To my surprise, she didn’t seem exhausted at all after organizing, modifying, supervising and wrangling a COVID-complicated event where just about everything had to be reinvented.

A world-wide pandemic tends to royally mess things up, but rather than being daunted, Lynn and her committee and sponsors and volunteers became undaunted and collected hundreds of toys for children of all ages, and some serious coin donated by generous folks (let’s call them all angels) who just wanted to do something good for somebody at Christmas, COVID be damned.

And like I said, Santa and his elves were there too, although Santa may have had a surrogate on account of, to me, this jolly old dude looked and sounded a lot like city Coun. Ken Johnston, who just happens to have a white beard of his own. Coincidence?

Thing is, I knew it had to be an actual Santa-Claus-sanctioned surrogate Santa, on account of he and the helper elves, and everybody else except the 12-foot giraffe, were wearing masks, which the real Santa would totally do, because he cares about other people more than himself.

And if you’re wondering about the giraffe, her (or his) smiling face was an acceptable social distance away, being that he towered over the cars by, as I say, at least 12 feet.

So this year, instead of a nice, indoor venue with breakfast and entertainment and a pipe band piping in firefighters who load the toys in an impressive bucket brigade, you stayed in your car with an unwrapped toy in your trunk, pulled up to the toy station where it was removed and placed in a truck destined for the Salvation Army and the Christmas Bureau, drove forward to the surrogate Santa section and collected some candy canes and happy ho, ho, hos, and then pulled up to the 12-foot giraffe who hands you a breakfast in a box.
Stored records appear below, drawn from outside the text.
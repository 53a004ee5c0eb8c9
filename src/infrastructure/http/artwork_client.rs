//! HTTP implementation of [`ArtworkRepository`].

use crate::config::Config;
use crate::domain::entities::Page;
use crate::domain::pagination::PageRequest;
use crate::domain::repositories::ArtworkRepository;
use crate::error::FetchError;
use crate::infrastructure::http::dto::ArtworkListResponse;
use async_trait::async_trait;
use reqwest::Client;
use std::time::Duration;
use tracing::{debug, warn};
use url::Url;

/// Fetches artwork pages from `GET <endpoint>?page=<page>&limit=<limit>`.
///
/// One request per call; no retries and no caching. Timeouts are whatever the
/// underlying [`Client`] was built with.
#[derive(Debug, Clone)]
pub struct HttpArtworkRepository {
    client: Client,
    endpoint: Url,
}

impl HttpArtworkRepository {
    /// Creates a repository around an existing client.
    pub fn new(client: Client, endpoint: Url) -> Self {
        Self { client, endpoint }
    }

    /// Builds a client from configuration (timeout and `User-Agent`).
    ///
    /// # Errors
    ///
    /// Returns [`FetchError::InvalidEndpoint`] if the configured URL does not parse,
    /// or [`FetchError::Transport`] if the HTTP client cannot be constructed.
    pub fn from_config(config: &Config) -> Result<Self, FetchError> {
        let endpoint = Url::parse(&config.api_url)?;
        let client = Client::builder()
            .timeout(Duration::from_secs(config.request_timeout_secs))
            .user_agent(config.user_agent.clone())
            .build()?;

        Ok(Self::new(client, endpoint))
    }

    pub fn endpoint(&self) -> &Url {
        &self.endpoint
    }

    /// Builds the request URL for a page.
    ///
    /// Query parameters already on the endpoint are kept, except `page` and
    /// `limit`, which are always replaced.
    pub fn page_url(&self, request: PageRequest) -> Url {
        let mut url = self.endpoint.clone();
        let retained: Vec<(String, String)> = url
            .query_pairs()
            .filter(|(key, _)| key != "page" && key != "limit")
            .map(|(key, value)| (key.into_owned(), value.into_owned()))
            .collect();

        {
            let mut pairs = url.query_pairs_mut();
            pairs.clear();
            for (key, value) in &retained {
                pairs.append_pair(key, value);
            }
            pairs
                .append_pair("page", &request.page.to_string())
                .append_pair("limit", &request.limit.to_string());
        }

        url
    }

    async fn get_page(&self, url: &Url) -> Result<Page, FetchError> {
        let response = self.client.get(url.clone()).send().await?;

        let status = response.status();
        if !status.is_success() {
            return Err(FetchError::status(status.as_u16(), url.as_str()));
        }

        let body = response.bytes().await?;
        let parsed: ArtworkListResponse =
            serde_json::from_slice(&body).map_err(|e| FetchError::decode(url.as_str(), e))?;

        Ok(parsed.into())
    }
}

#[async_trait]
impl ArtworkRepository for HttpArtworkRepository {
    async fn fetch_page(&self, request: PageRequest) -> Result<Page, FetchError> {
        let url = self.page_url(request);
        debug!(page = request.page, limit = request.limit, %url, "Fetching artworks page");
        metrics::counter!("artwork_page_fetches_total").increment(1);

        match self.get_page(&url).await {
            Ok(page) => {
                debug!(
                    page = request.page,
                    records = page.len(),
                    total = page.total,
                    "Fetched artworks page"
                );
                Ok(page)
            }
            Err(e) => {
                warn!(page = request.page, limit = request.limit, error = %e, "Artworks page fetch failed");
                metrics::counter!("artwork_page_fetch_failures_total").increment(1);
                Err(e)
            }
        }
    }
}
Then you try to say something clever to him, like: “Wow, I sure look up to you!” And you realize it’s difficult to know if a giraffe is laughing or is possibly offended, but the giraffe simply bows politely and almost puts a dent in your car roof with his face, and you drive away finally feeling the Christmas spirit you’ve been looking for this year.

And man, Lynn’s giraffe and friends can cook a mean breakfast.

Harley Hay is a Red Deer author and filmmaker.